Lynn Nottage--author of the Pulitzer-winner Ruined and the Pulitzer-worthy Intimate Apparel--returns to town with her new play Sweat, which is every bit as powerful and accomplished. This time, Nottage is not exploring the Congolese jungle or the New York garment world of 1905. Sweat takes place in the recent past, the scenes jumping back and forth between 2000 and 2008. With a set of gripping characters, Nottage illuminates just how we the people got to where we are today.

Nottage has apparently been working on this play for several years, so her focus seems not to have been on the current election. Even so, the conversation centers on factory closings, NAFTA, weakened trade unions, and hatred of foreigners. This helps make Sweat, in spite of itself, pretty much an explanatory and illustrated primer of what we have been seeing in the battleground states these past months. And Nottage--being a dramatist and a MacArthur Foundation grant "genius"--knows how to write a compelling story. So while Sweat seems not to be intended as an overtly political play, it exposes nerves and offers audiences outside the Rust Belt an emotional link to the characters and the issues. (If the MacArthur money--$625,000 nowadays--provides the freedom and the resources to dig into an idea and come up with something like Sweat, then Nottage has been a worthy recipient.)

Reading, PA, is a factory town. Tracey (Johanna Day, well-remembered for her Tony-nominated performance as Mary-Louise Parker's sister in Proof) and Cynthia (Michelle Wilson) are the best of friends, on the line together at the steel tube factory from back before their twenty-year-old sons Jason (Will Pullen) and Chris (Khris Davis) were born; in this world, skin color is not nearly so important as the color of your union card. Until race inevitably bursts into the narrative and explodes, although it is mostly natives against "outsiders." In this case, the outsider--Oscar (Carlo Albán)--is Reading-born, but that doesn't mean much to America Firsters.

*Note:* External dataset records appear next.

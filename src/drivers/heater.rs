//! Heater relay bank — one binary output per channel.
//!
//! A dumb actuator over `embedded-hal` [`OutputPin`]s: the control loop
//! decides, this driver only mirrors the decision onto the pins. All
//! relays are driven LOW at construction so heaters are guaranteed off
//! from boot until the first control cycle.

use embedded_hal::digital::{OutputPin, PinState};

use crate::config::CHANNEL_COUNT;

/// Relay states for every channel, kept alongside the pins so adapters
/// can answer "is this heater on?" without reading hardware back.
pub struct HeaterBank<P: OutputPin> {
    pins: [P; CHANNEL_COUNT],
    engaged: [bool; CHANNEL_COUNT],
}

impl<P: OutputPin> HeaterBank<P> {
    /// Take ownership of the relay pins and drive them all LOW.
    pub fn new(mut pins: [P; CHANNEL_COUNT]) -> Self {
        for pin in &mut pins {
            let _ = pin.set_low();
        }
        Self {
            pins,
            engaged: [false; CHANNEL_COUNT],
        }
    }

    /// Drive one relay. Idempotent; failures on the pin are ignored
    /// (relay outputs are assumed infallible by the core).
    pub fn set(&mut self, channel: usize, engaged: bool) {
        let _ = self.pins[channel].set_state(PinState::from(engaged));
        self.engaged[channel] = engaged;
    }

    /// Last commanded state for one relay.
    pub fn is_engaged(&self, channel: usize) -> bool {
        self.engaged[channel]
    }
}
//! Parser for the `/update` form body.
//!
//! The settings page submits one `application/x-www-form-urlencoded` body
//! covering every channel, with the channel index suffixed onto each field
//! name: `threshold3=60.0&cooling3=1.0&lower3=37.0&hold3=60&…`. Blank
//! fields mean "leave unchanged". Hold times arrive in whole minutes and
//! are converted to milliseconds here, at the edge.
//!
//! Pure string work, no I/O, so it is testable off-target.

use crate::config::CHANNEL_COUNT;
use crate::store::ChannelUpdate;

/// Parse a form body into one (possibly empty) update per channel.
/// Unknown fields, malformed values, and out-of-range channel indices are
/// ignored rather than failing the whole submission.
pub fn parse(body: &str) -> [ChannelUpdate; CHANNEL_COUNT] {
    let mut updates: [ChannelUpdate; CHANNEL_COUNT] = Default::default();

    for pair in body.split('&') {
        let Some((key, value)) = pair.split_once('=') else {
            continue;
        };
        let value = value.trim();
        if value.is_empty() {
            continue;
        }
        let Some((field, channel)) = split_key(key) else {
            continue;
        };

        let update = &mut updates[channel];
        match field {
            "threshold" => update.setpoint_c = value.parse().ok(),
            "cooling" => update.ramp_c_per_min = value.parse().ok(),
            "lower" => update.floor_c = value.parse().ok(),
            "hold" => {
                update.hold_duration_ms = value.parse::<u64>().ok().map(|mins| mins * 60_000);
            }
            _ => {}
        }
    }

    updates
}

/// Split `threshold3` into `("threshold", 3)`. `None` when the key has no
/// digit suffix or the index is out of range.
fn split_key(key: &str) -> Option<(&str, usize)> {
    let digits_at = key.find(|c: char| c.is_ascii_digit())?;
    let channel: usize = key[digits_at..].parse().ok()?;
    if channel >= CHANNEL_COUNT {
        return None;
    }
    Some((&key[..digits_at], channel))
}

Stan (James Colby) oversees the tavern where the characters congregate, with the regulars including Tracey and Cynthia's factory mate Jessie (Miriam Shor, from the original Hedwig and the Angry Inch) and Cynthia's junkie husband Brucie (John Earl Jelks, a Tony-nominated regular from the works of A. Wilson). The current day scenes feature parole officer Evan (Lance Coadie Williams, from Bootycandy).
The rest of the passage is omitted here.